Hello. This is my first post

I had originally joined an employment agency who have been saying that the health service in NZ will only hire via an agency. I'm beginning to doubt this having heard a 'friend of a friend' found a job under their own steam and have advised I quit the company as it will reduce not enhance my chances of finding a job...

Any thoughts from anyone about this would really be appreciated.

We've not yet started any process having returned from living in a different country for 3 years and have only returned to England in March. Our ultimate dream however is to move to NZ.

Thank you 

Tigger123


----------



## Song_Si (Jun 11, 2010)

Classic agency line. 

I worked in NZ recruitment for approx 15 years, including several years recruiting overseas medical staff for three NZ hospitals, and a big focus of my role was to reduce agency use and expenditure. 

Don't know how the rates compare to UK, but NZ agencies typically charge the employer 20%+ of the employee's annual salary - my annual performance $ bonus was in part based on how much I could reduce this expense by recruiting candidates directly. Being an agency candidate may in some cases be to your detriment due to the costs involved.

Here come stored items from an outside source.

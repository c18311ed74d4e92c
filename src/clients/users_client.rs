//! # Users Client
use crate::clients::settle;
use crate::error::ActionError;
use crate::model::User;
use crate::remote::document::decode_all;
use crate::remote::store::USERS;
use crate::remote::DocumentStore;
use crate::users_slice::{UsersEvent, UsersState, FETCH_USERS_FAILED};
use async_trait::async_trait;
use slice_framework::{FrameworkError, Phase, SliceClient, SliceHandle};
use std::sync::Arc;
use tracing::{instrument, warn};

#[derive(Clone)]
pub struct UsersClient {
    inner: SliceClient<UsersState>,
    store: Arc<dyn DocumentStore>,
}

impl UsersClient {
    pub fn new(inner: SliceClient<UsersState>, store: Arc<dyn DocumentStore>) -> Self {
        Self { inner, store }
    }

    /// Loads the whole account directory. Every failure reads the same to the user.
    #[instrument(skip(self))]
    pub async fn fetch_users(&self) -> Result<Vec<User>, ActionError> {
        self.inner.dispatch(UsersEvent::FetchUsers(Phase::Pending)).await?;
        let outcome = match self.store.list(USERS).await {
            Ok(docs) => decode_all::<User>(&docs).map_err(|e| e.to_string()),
            Err(e) => Err(e.to_string()),
        }
        .map_err(|cause| {
            warn!(%cause, "Directory fetch failed");
            ActionError::Rejected(FETCH_USERS_FAILED.to_string())
        });
        settle(&self.inner, UsersEvent::FetchUsers, outcome).await
    }
}

#[async_trait]
impl SliceHandle<UsersState> for UsersClient {
    type Error = ActionError;

    fn inner(&self) -> &SliceClient<UsersState> {
        &self.inner
    }

    fn map_error(e: FrameworkError) -> Self::Error {
        e.into()
    }
}
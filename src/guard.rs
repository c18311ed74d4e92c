//! Access rules for the navigable areas of the app.

use crate::model::SessionUser;

/// A group of pages sharing one access rule.
#[derive(Debug, Clone, Copy, PartialEq, Eq)]
pub enum Area {
    /// Home, about, login and sign-up.
    Public,
    /// Pages of a signed-in owner: pets, activities, appointments, dashboard.
    Member,
    /// The moderation pages.
    Admin,
}

#[derive(Debug, Clone, Copy, PartialEq, Eq)]
pub enum Access {
    Granted,
    SignInRequired,
    AdminRequired,
}

pub fn check_access(area: Area, user: Option<&SessionUser>) -> Access {
    match (area, user) {
        (Area::Public, _) => Access::Granted,
        (_, None) => Access::SignInRequired,
        (Area::Member, Some(_)) => Access::Granted,
        (Area::Admin, Some(user)) if user.is_admin() => Access::Granted,
        (Area::Admin, Some(_)) => Access::AdminRequired,
    }
}

#[cfg(test)]
mod tests {
    use super::*;
    use crate::model::{Role, Status};

    fn session(role: Role) -> SessionUser {
        SessionUser {
            uid: "u1".into(),
            email: "i@g.com".into(),
            display_name: "Ivy".into(),
            role,
            status: Status::Active,
        }
    }

    #[test]
    fn test_access_matrix() {
        let owner = session(Role::User);
        let admin = session(Role::Admin);

        assert_eq!(check_access(Area::Public, None), Access::Granted);
        assert_eq!(check_access(Area::Member, None), Access::SignInRequired);
        assert_eq!(check_access(Area::Admin, None), Access::SignInRequired);
        assert_eq!(check_access(Area::Member, Some(&owner)), Access::Granted);
        assert_eq!(check_access(Area::Admin, Some(&owner)), Access::AdminRequired);
        assert_eq!(check_access(Area::Admin, Some(&admin)), Access::Granted);
        assert_eq!(check_access(Area::Admin, Some(&session(Role::Vet))), Access::AdminRequired);
    }
}
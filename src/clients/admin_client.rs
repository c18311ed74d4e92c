//! # Admin Client
//!
//! Moderation actions over whole collections. Failures surface the provider's message
//! as is.
use crate::clients::{settle, SessionClient};
use crate::error::ActionError;
use crate::guard::{check_access, Access, Area};
use crate::model::{Activity, Appointment, AppointmentEdit, Pet, PetEdit, User, UserEdit};
use crate::admin_slice::{AdminEvent, AdminState};
use crate::remote::document::{decode_all, FromDocument};
use crate::remote::store::{ACTIVITIES, APPOINTMENTS, PETS, USERS};
use crate::remote::{Document, DocumentStore, Fields, RemoteError};
use async_trait::async_trait;
use slice_framework::{Edited, FrameworkError, Phase, SliceClient, SliceHandle};
use std::sync::Arc;
use tracing::{debug, instrument};

fn rejected(e: RemoteError) -> ActionError {
    ActionError::Rejected(e.message().to_string())
}

#[derive(Clone)]
pub struct AdminClient {
    inner: SliceClient<AdminState>,
    session: SessionClient,
    store: Arc<dyn DocumentStore>,
}

impl AdminClient {
    pub fn new(inner: SliceClient<AdminState>, session: SessionClient, store: Arc<dyn DocumentStore>) -> Self {
        Self { inner, session, store }
    }

    fn authorize(&self) -> Result<(), ActionError> {
        match check_access(Area::Admin, self.session.current_user().as_ref()) {
            Access::Granted => Ok(()),
            Access::SignInRequired => Err(ActionError::NotAuthenticated),
            Access::AdminRequired => Err(ActionError::Forbidden),
        }
    }

    async fn fetch_all<T: FromDocument>(&self, collection: &str) -> Result<Vec<T>, ActionError> {
        self.authorize()?;
        let docs = self.store.list(collection).await.map_err(rejected)?;
        debug!(collection, count = docs.len(), "Fetched");
        decode_all(&docs).map_err(|e| ActionError::Rejected(e.to_string()))
    }

    /// Merges `fields` into document `id` and returns the stored document.
    async fn write_edit(&self, collection: &str, id: &str, fields: Fields) -> Result<Document, ActionError> {
        self.authorize()?;
        let doc = self.store.update(collection, id, fields).await.map_err(rejected)?;
        debug!(collection, id, "Edited");
        Ok(doc)
    }

    #[instrument(skip(self))]
    pub async fn fetch_users(&self) -> Result<Vec<User>, ActionError> {
        self.inner.dispatch(AdminEvent::FetchUsers(Phase::Pending)).await?;
        let outcome = self.fetch_all(USERS).await;
        settle(&self.inner, AdminEvent::FetchUsers, outcome).await
    }

    #[instrument(skip(self))]
    pub async fn edit_user(&self, id: &str, mut edit: UserEdit) -> Result<Edited<UserEdit>, ActionError> {
        self.inner.dispatch(AdminEvent::EditUser(Phase::Pending)).await?;
        let outcome = self.write_edit(USERS, id, edit.to_fields()).await.map(|doc| {
            edit.updated_at = doc.timestamp("updatedAt");
            Edited { id: doc.id, patch: edit }
        });
        settle(&self.inner, AdminEvent::EditUser, outcome).await
    }

    #[instrument(skip(self))]
    pub async fn fetch_all_pets(&self) -> Result<Vec<Pet>, ActionError> {
        self.inner.dispatch(AdminEvent::FetchPets(Phase::Pending)).await?;
        let outcome = self.fetch_all(PETS).await;
        settle(&self.inner, AdminEvent::FetchPets, outcome).await
    }

    #[instrument(skip(self))]
    pub async fn edit_pet(&self, id: &str, mut edit: PetEdit) -> Result<Edited<PetEdit>, ActionError> {
        self.inner.dispatch(AdminEvent::EditPet(Phase::Pending)).await?;
        let outcome = self.write_edit(PETS, id, edit.to_fields()).await.map(|doc| {
            edit.updated_at = doc.timestamp("updatedAt");
            Edited { id: doc.id, patch: edit }
        });
        settle(&self.inner, AdminEvent::EditPet, outcome).await
    }

    #[instrument(skip(self))]
    pub async fn fetch_all_activities(&self) -> Result<Vec<Activity>, ActionError> {
        self.inner.dispatch(AdminEvent::FetchActivities(Phase::Pending)).await?;
        let outcome = self.fetch_all(ACTIVITIES).await;
        settle(&self.inner, AdminEvent::FetchActivities, outcome).await
    }

    #[instrument(skip(self))]
    pub async fn fetch_all_appointments(&self) -> Result<Vec<Appointment>, ActionError> {
        self.inner.dispatch(AdminEvent::FetchAppointments(Phase::Pending)).await?;
        let outcome = self.fetch_all(APPOINTMENTS).await;
        settle(&self.inner, AdminEvent::FetchAppointments, outcome).await
    }

    #[instrument(skip(self))]
    pub async fn edit_appointment(
        &self,
        id: &str,
        mut edit: AppointmentEdit,
    ) -> Result<Edited<AppointmentEdit>, ActionError> {
        self.inner.dispatch(AdminEvent::EditAppointment(Phase::Pending)).await?;
        let outcome = self.write_edit(APPOINTMENTS, id, edit.to_fields()).await.map(|doc| {
            edit.updated_at = doc.timestamp("updatedAt");
            Edited { id: doc.id, patch: edit }
        });
        settle(&self.inner, AdminEvent::EditAppointment, outcome).await
    }
}

#[async_trait]
impl SliceHandle<AdminState> for AdminClient {
    type Error = ActionError;

    fn inner(&self) -> &SliceClient<AdminState> {
        &self.inner
    }

    fn map_error(e: FrameworkError) -> Self::Error {
        e.into()
    }
}
use crate::model::Status;
use crate::remote::document::{fields, DecodeError, Document, FieldValue, Fields, FromDocument};
use chrono::{DateTime, NaiveDate, Utc};
use serde::{Deserialize, Serialize};
use slice_framework::{Keyed, Patch};

/// Stored form of appointment dates.
const DATE_FORMAT: &str = "%Y-%m-%d";

/// A booked veterinary visit.
#[derive(Debug, Clone, PartialEq, Serialize, Deserialize)]
#[serde(rename_all = "camelCase")]
pub struct Appointment {
    pub id: String,
    pub pet_id: String,
    pub user_id: String,
    pub date: Option<DateTime<Utc>>,
    pub reason: String,
    pub vet_id: String,
    pub location: String,
    pub notes: Option<String>,
    pub status: Option<Status>,
    pub created_at: Option<DateTime<Utc>>,
    pub updated_at: Option<DateTime<Utc>>,
}

fn midnight_utc(date: NaiveDate) -> Option<DateTime<Utc>> {
    date.and_hms_opt(0, 0, 0).map(|naive| naive.and_utc())
}

/// Form payload for booking an appointment.
#[derive(Debug, Clone, PartialEq, Serialize, Deserialize)]
#[serde(rename_all = "camelCase")]
pub struct NewAppointment {
    pub pet_id: String,
    pub date: NaiveDate,
    pub reason: String,
    pub vet_id: String,
    pub location: String,
    pub notes: Option<String>,
}

impl NewAppointment {
    pub fn to_fields(&self, user_id: &str) -> Fields {
        fields([
            ("petId", FieldValue::from(self.pet_id.as_str())),
            ("date", FieldValue::from(self.date.format(DATE_FORMAT).to_string())),
            ("reason", FieldValue::from(self.reason.as_str())),
            ("vetId", FieldValue::from(self.vet_id.as_str())),
            ("location", FieldValue::from(self.location.as_str())),
            ("notes", FieldValue::from(self.notes.clone())),
            ("userId", FieldValue::from(user_id)),
            ("createdAt", FieldValue::ServerTimestamp),
            ("updatedAt", FieldValue::ServerTimestamp),
        ])
    }
}

impl FromDocument for Appointment {
    fn from_document(doc: &Document) -> Result<Self, DecodeError> {
        Ok(Self {
            id: doc.id.clone(),
            pet_id: doc.text("petId")?,
            user_id: doc.text("userId")?,
            date: doc.timestamp("date"),
            reason: doc.text("reason")?,
            vet_id: doc.text("vetId")?,
            location: doc.text("location")?,
            notes: doc.optional_text("notes")?,
            status: doc.optional_text("status")?.map(|s| Status::parse(&s)),
            created_at: doc.timestamp("createdAt"),
            updated_at: doc.timestamp("updatedAt"),
        })
    }
}

impl Keyed for Appointment {
    fn key(&self) -> &str {
        &self.id
    }
}

/// Admin edit of an appointment.
#[derive(Debug, Clone, PartialEq)]
pub struct AppointmentEdit {
    pub date: NaiveDate,
    pub location: String,
    pub status: Status,
    pub updated_at: Option<DateTime<Utc>>,
}

impl AppointmentEdit {
    pub fn new(date: NaiveDate, location: impl Into<String>, status: Status) -> Self {
        Self {
            date,
            location: location.into(),
            status,
            updated_at: None,
        }
    }

    pub fn to_fields(&self) -> Fields {
        fields([
            ("date", FieldValue::from(self.date.format(DATE_FORMAT).to_string())),
            ("location", FieldValue::from(self.location.as_str())),
            ("status", FieldValue::from(self.status.as_str())),
            ("updatedAt", FieldValue::ServerTimestamp),
        ])
    }
}

impl Patch<Appointment> for AppointmentEdit {
    fn apply(self, target: &mut Appointment) {
        target.date = midnight_utc(self.date);
        target.location = self.location;
        target.status = Some(self.status);
        if self.updated_at.is_some() {
            target.updated_at = self.updated_at;
        }
    }
}

#[cfg(test)]
mod tests {
    use super::*;
    use chrono::TimeZone;

    #[test]
    fn test_date_round_trips_through_text() {
        let booking = NewAppointment {
            pet_id: "p1".into(),
            date: NaiveDate::from_ymd_opt(2024, 7, 2).unwrap(),
            reason: "checkup".into(),
            vet_id: "v1".into(),
            location: "Main St".into(),
            notes: None,
        };
        let doc = Document::new("a1", booking.to_fields("u1"));
        let appointment = Appointment::from_document(&doc).unwrap();

        assert_eq!(
            appointment.date,
            Some(Utc.with_ymd_and_hms(2024, 7, 2, 0, 0, 0).unwrap())
        );
        assert_eq!(appointment.user_id, "u1");
        assert_eq!(appointment.status, None);
    }

    #[test]
    fn test_edit_sets_status_and_location() {
        let doc = Document::new("a1", fields([("location", "Old Rd")]));
        let mut appointment = Appointment::from_document(&doc).unwrap();

        let edit = AppointmentEdit::new(NaiveDate::from_ymd_opt(2024, 8, 1).unwrap(), "New Rd", Status::Disabled);
        edit.apply(&mut appointment);

        assert_eq!(appointment.location, "New Rd");
        assert_eq!(appointment.status, Some(Status::Disabled));
        assert!(appointment.date.is_some());
    }
}
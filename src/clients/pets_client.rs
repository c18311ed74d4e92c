//! # Pets Client
//!
//! Owner-scoped actions on the `pets`, `activities` and `appointments` collections.
use crate::clients::{settle, SessionClient};
use crate::error::ActionError;
use crate::model::{Activity, Appointment, NewActivity, NewAppointment, NewPet, Pet};
use crate::pets_slice::{remote_error_text, PetsEvent, PetsState};
use crate::remote::document::{decode_all, FromDocument};
use crate::remote::store::{ACTIVITIES, APPOINTMENTS, PETS};
use crate::remote::{DocumentStore, FieldValue, Fields, RemoteError};
use async_trait::async_trait;
use slice_framework::{FrameworkError, Phase, SliceClient, SliceHandle};
use std::sync::Arc;
use tracing::{debug, instrument};

fn rejected(e: RemoteError) -> ActionError {
    ActionError::Rejected(remote_error_text(&e))
}

#[derive(Clone)]
pub struct PetsClient {
    inner: SliceClient<PetsState>,
    session: SessionClient,
    store: Arc<dyn DocumentStore>,
}

impl PetsClient {
    pub fn new(inner: SliceClient<PetsState>, session: SessionClient, store: Arc<dyn DocumentStore>) -> Self {
        Self { inner, session, store }
    }

    fn uid(&self) -> Result<String, ActionError> {
        self.session
            .current_user()
            .map(|user| user.uid)
            .ok_or(ActionError::NotAuthenticated)
    }

    /// Writes a new document owned by the session user and decodes what was stored.
    async fn add_owned<T: FromDocument>(
        &self,
        collection: &str,
        to_fields: impl FnOnce(&str) -> Fields,
    ) -> Result<T, ActionError> {
        let uid = self.uid()?;
        let doc = self.store.add(collection, to_fields(&uid)).await.map_err(rejected)?;
        debug!(collection, id = %doc.id, "Stored");
        T::from_document(&doc).map_err(|e| ActionError::Rejected(e.to_string()))
    }

    /// Reads every document of `collection` owned by the session user.
    async fn fetch_owned<T: FromDocument>(&self, collection: &str) -> Result<Vec<T>, ActionError> {
        let uid = self.uid()?;
        let docs = self
            .store
            .query_eq(collection, "userId", &FieldValue::from(uid))
            .await
            .map_err(rejected)?;
        debug!(collection, count = docs.len(), "Fetched");
        decode_all(&docs).map_err(|e| ActionError::Rejected(e.to_string()))
    }

    #[instrument(skip(self))]
    pub async fn add_pet(&self, pet: NewPet) -> Result<Pet, ActionError> {
        self.inner.dispatch(PetsEvent::AddPet(Phase::Pending)).await?;
        let outcome = self.add_owned(PETS, |uid| pet.to_fields(uid)).await;
        settle(&self.inner, PetsEvent::AddPet, outcome).await
    }

    #[instrument(skip(self))]
    pub async fn fetch_pets(&self) -> Result<Vec<Pet>, ActionError> {
        self.inner.dispatch(PetsEvent::FetchPets(Phase::Pending)).await?;
        let outcome = self.fetch_owned(PETS).await;
        settle(&self.inner, PetsEvent::FetchPets, outcome).await
    }

    #[instrument(skip(self))]
    pub async fn add_activity(&self, activity: NewActivity) -> Result<Activity, ActionError> {
        self.inner.dispatch(PetsEvent::AddActivity(Phase::Pending)).await?;
        let outcome = self.add_owned(ACTIVITIES, |uid| activity.to_fields(uid)).await;
        settle(&self.inner, PetsEvent::AddActivity, outcome).await
    }

    #[instrument(skip(self))]
    pub async fn fetch_activities(&self) -> Result<Vec<Activity>, ActionError> {
        self.inner.dispatch(PetsEvent::FetchActivities(Phase::Pending)).await?;
        let outcome = self.fetch_owned(ACTIVITIES).await;
        settle(&self.inner, PetsEvent::FetchActivities, outcome).await
    }

    #[instrument(skip(self))]
    pub async fn add_appointment(&self, appointment: NewAppointment) -> Result<Appointment, ActionError> {
        self.inner.dispatch(PetsEvent::AddAppointment(Phase::Pending)).await?;
        let outcome = self.add_owned(APPOINTMENTS, |uid| appointment.to_fields(uid)).await;
        settle(&self.inner, PetsEvent::AddAppointment, outcome).await
    }

    #[instrument(skip(self))]
    pub async fn fetch_appointments(&self) -> Result<Vec<Appointment>, ActionError> {
        self.inner.dispatch(PetsEvent::FetchAppointments(Phase::Pending)).await?;
        let outcome = self.fetch_owned(APPOINTMENTS).await;
        settle(&self.inner, PetsEvent::FetchAppointments, outcome).await
    }
}

#[async_trait]
impl SliceHandle<PetsState> for PetsClient {
    type Error = ActionError;

    fn inner(&self) -> &SliceClient<PetsState> {
        &self.inner
    }

    fn map_error(e: FrameworkError) -> Self::Error {
        e.into()
    }
}
//! Error types reported by the remote collaborators.

use std::fmt;
use thiserror::Error;

/// Closed set of authentication failure reasons.
#[derive(Debug, Clone, Copy, PartialEq, Eq, Hash)]
pub enum AuthErrorCode {
    EmailAlreadyInUse,
    InvalidEmail,
    WeakPassword,
    UserNotFound,
    WrongPassword,
    TooManyRequests,
}

impl AuthErrorCode {
    pub fn as_str(&self) -> &'static str {
        match self {
            AuthErrorCode::EmailAlreadyInUse => "auth/email-already-in-use",
            AuthErrorCode::InvalidEmail => "auth/invalid-email",
            AuthErrorCode::WeakPassword => "auth/weak-password",
            AuthErrorCode::UserNotFound => "auth/user-not-found",
            AuthErrorCode::WrongPassword => "auth/wrong-password",
            AuthErrorCode::TooManyRequests => "auth/too-many-requests",
        }
    }
}

impl fmt::Display for AuthErrorCode {
    fn fmt(&self, f: &mut fmt::Formatter<'_>) -> fmt::Result {
        f.write_str(self.as_str())
    }
}

/// A failed remote call.
#[derive(Debug, Clone, Error, PartialEq)]
pub enum RemoteError {
    /// The authentication provider refused the request.
    #[error("{message}")]
    Auth { code: AuthErrorCode, message: String },

    /// Any other provider failure, with the provider's code when it supplied one.
    #[error("{message}")]
    Provider {
        code: Option<String>,
        message: String,
    },
}

impl RemoteError {
    pub fn auth(code: AuthErrorCode) -> Self {
        RemoteError::Auth {
            code,
            message: format!("Error ({}).", code),
        }
    }

    pub fn provider(message: impl Into<String>) -> Self {
        RemoteError::Provider {
            code: None,
            message: message.into(),
        }
    }

    pub fn with_code(code: impl Into<String>, message: impl Into<String>) -> Self {
        RemoteError::Provider {
            code: Some(code.into()),
            message: message.into(),
        }
    }

    pub fn not_found(collection: &str, id: &str) -> Self {
        Self::with_code("not-found", format!("No document to update: {}/{}", collection, id))
    }

    /// The provider's code, if any.
    pub fn code(&self) -> Option<&str> {
        match self {
            RemoteError::Auth { code, .. } => Some(code.as_str()),
            RemoteError::Provider { code, .. } => code.as_deref(),
        }
    }

    pub fn auth_code(&self) -> Option<AuthErrorCode> {
        match self {
            RemoteError::Auth { code, .. } => Some(*code),
            RemoteError::Provider { .. } => None,
        }
    }

    pub fn message(&self) -> &str {
        match self {
            RemoteError::Auth { message, .. } | RemoteError::Provider { message, .. } => message,
        }
    }
}
//! # Session Slice
//!
//! Holds the signed-in user, the last authentication error and an in-flight flag.
//!
//! ## Structure
//!
//! - [`state`] - [`SessionState`] and its reducer; persists the session record as a side effect
//! - [`error`] - user-facing texts for authentication failures
//! - [`restore`] - reads the persisted record at startup
//! - [`new()`] - creates the actor and its [`SessionClient`]
//!
//! ## Persistence
//!
//! | Event | Local storage |
//! |-------|---------------|
//! | login fulfilled | write `user` |
//! | login rejected | remove `user` |
//! | sign-up fulfilled | remove `user` |
//! | logout fulfilled | remove `user` |

pub mod error;
pub mod state;

pub use error::*;
pub use state::*;

use crate::clients::SessionClient;
use crate::model::SessionUser;
use crate::remote::{AuthProvider, DocumentStore};
use crate::storage::{load_json, LocalStorage};
use slice_framework::SliceActor;
use std::sync::Arc;
use tracing::{info, warn};

/// Reads the persisted session record. A missing or unreadable record yields an empty
/// session.
pub async fn restore(storage: &dyn LocalStorage) -> SessionState {
    match load_json::<SessionUser>(storage, SESSION_KEY).await {
        Ok(Some(user)) => {
            info!(uid = %user.uid, "Session restored");
            SessionState::signed_in(user)
        }
        Ok(None) => SessionState::default(),
        Err(e) => {
            warn!(error = %e, "Ignoring unreadable session record");
            SessionState::default()
        }
    }
}

/// Creates the session actor, seeded with `initial`, and its client.
pub fn new(
    initial: SessionState,
    buffer_size: usize,
    auth: Arc<dyn AuthProvider>,
    store: Arc<dyn DocumentStore>,
) -> (SliceActor<SessionState>, SessionClient) {
    let (actor, client) = SliceActor::new(initial, buffer_size);
    (actor, SessionClient::new(client, auth, store))
}

#[cfg(test)]
mod tests {
    use super::*;
    use crate::model::{Role, Status};
    use crate::storage::{save_json, MemoryStorage};

    #[tokio::test]
    async fn test_restore_reads_persisted_record() {
        let storage = MemoryStorage::new();
        let user = SessionUser {
            uid: "u1".into(),
            email: "i@g.com".into(),
            display_name: "Ivy".into(),
            role: Role::Admin,
            status: Status::Active,
        };
        save_json(&storage, SESSION_KEY, &user).await.unwrap();

        let state = restore(&storage).await;
        assert_eq!(state.user, Some(user));
        assert!(!state.loading);
    }

    #[tokio::test]
    async fn test_restore_tolerates_garbage() {
        let storage = MemoryStorage::new();
        storage.set(SESSION_KEY, "{not json").await.unwrap();
        assert_eq!(restore(&storage).await, SessionState::default());
    }
}
use crate::model::{Activity, Appointment, AppointmentEdit, Pet, PetEdit, User, UserEdit};
use slice_framework::{Collection, Edited, Phase, Slice};

/// Every account, pet, activity and appointment, as moderated by admins.
#[derive(Debug, Clone, Default, PartialEq)]
pub struct AdminState {
    pub users: Collection<User>,
    pub pets: Collection<Pet>,
    pub activities: Collection<Activity>,
    pub appointments: Collection<Appointment>,
}

impl AdminState {
    /// True while any of the four lists is being fetched or edited.
    pub fn any_loading(&self) -> bool {
        self.users.loading || self.pets.loading || self.activities.loading || self.appointments.loading
    }
}

#[derive(Debug, Clone, PartialEq)]
pub enum AdminEvent {
    FetchUsers(Phase<Vec<User>>),
    EditUser(Phase<Edited<UserEdit>>),
    FetchPets(Phase<Vec<Pet>>),
    EditPet(Phase<Edited<PetEdit>>),
    FetchActivities(Phase<Vec<Activity>>),
    FetchAppointments(Phase<Vec<Appointment>>),
    EditAppointment(Phase<Edited<AppointmentEdit>>),
}

impl Slice for AdminState {
    type Event = AdminEvent;
    type Context = ();
    type Error = std::convert::Infallible;

    fn reduce(&mut self, event: AdminEvent) {
        match event {
            AdminEvent::FetchUsers(phase) => self.users.apply_fetch(phase),
            AdminEvent::EditUser(phase) => self.users.apply_edit(phase),
            AdminEvent::FetchPets(phase) => self.pets.apply_fetch(phase),
            AdminEvent::EditPet(phase) => self.pets.apply_edit(phase),
            AdminEvent::FetchActivities(phase) => self.activities.apply_fetch(phase),
            AdminEvent::FetchAppointments(phase) => self.appointments.apply_fetch(phase),
            AdminEvent::EditAppointment(phase) => self.appointments.apply_edit(phase),
        }
    }
}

You don't say what occupation you are in - but NZ's District Health Boards all have skilled recruitment officers and information on the careers section of their websites. They will be able to advise and assist on eg registration with the relevant Board or Council in NZ.

Something to be careful of is that if you have signed with a company - make sure you terminate your agreement with them before sending out more applications, as even finding your own job they may cause issues around being your representative and trying to claim a fee. Not a good start to your employment relationship.


----------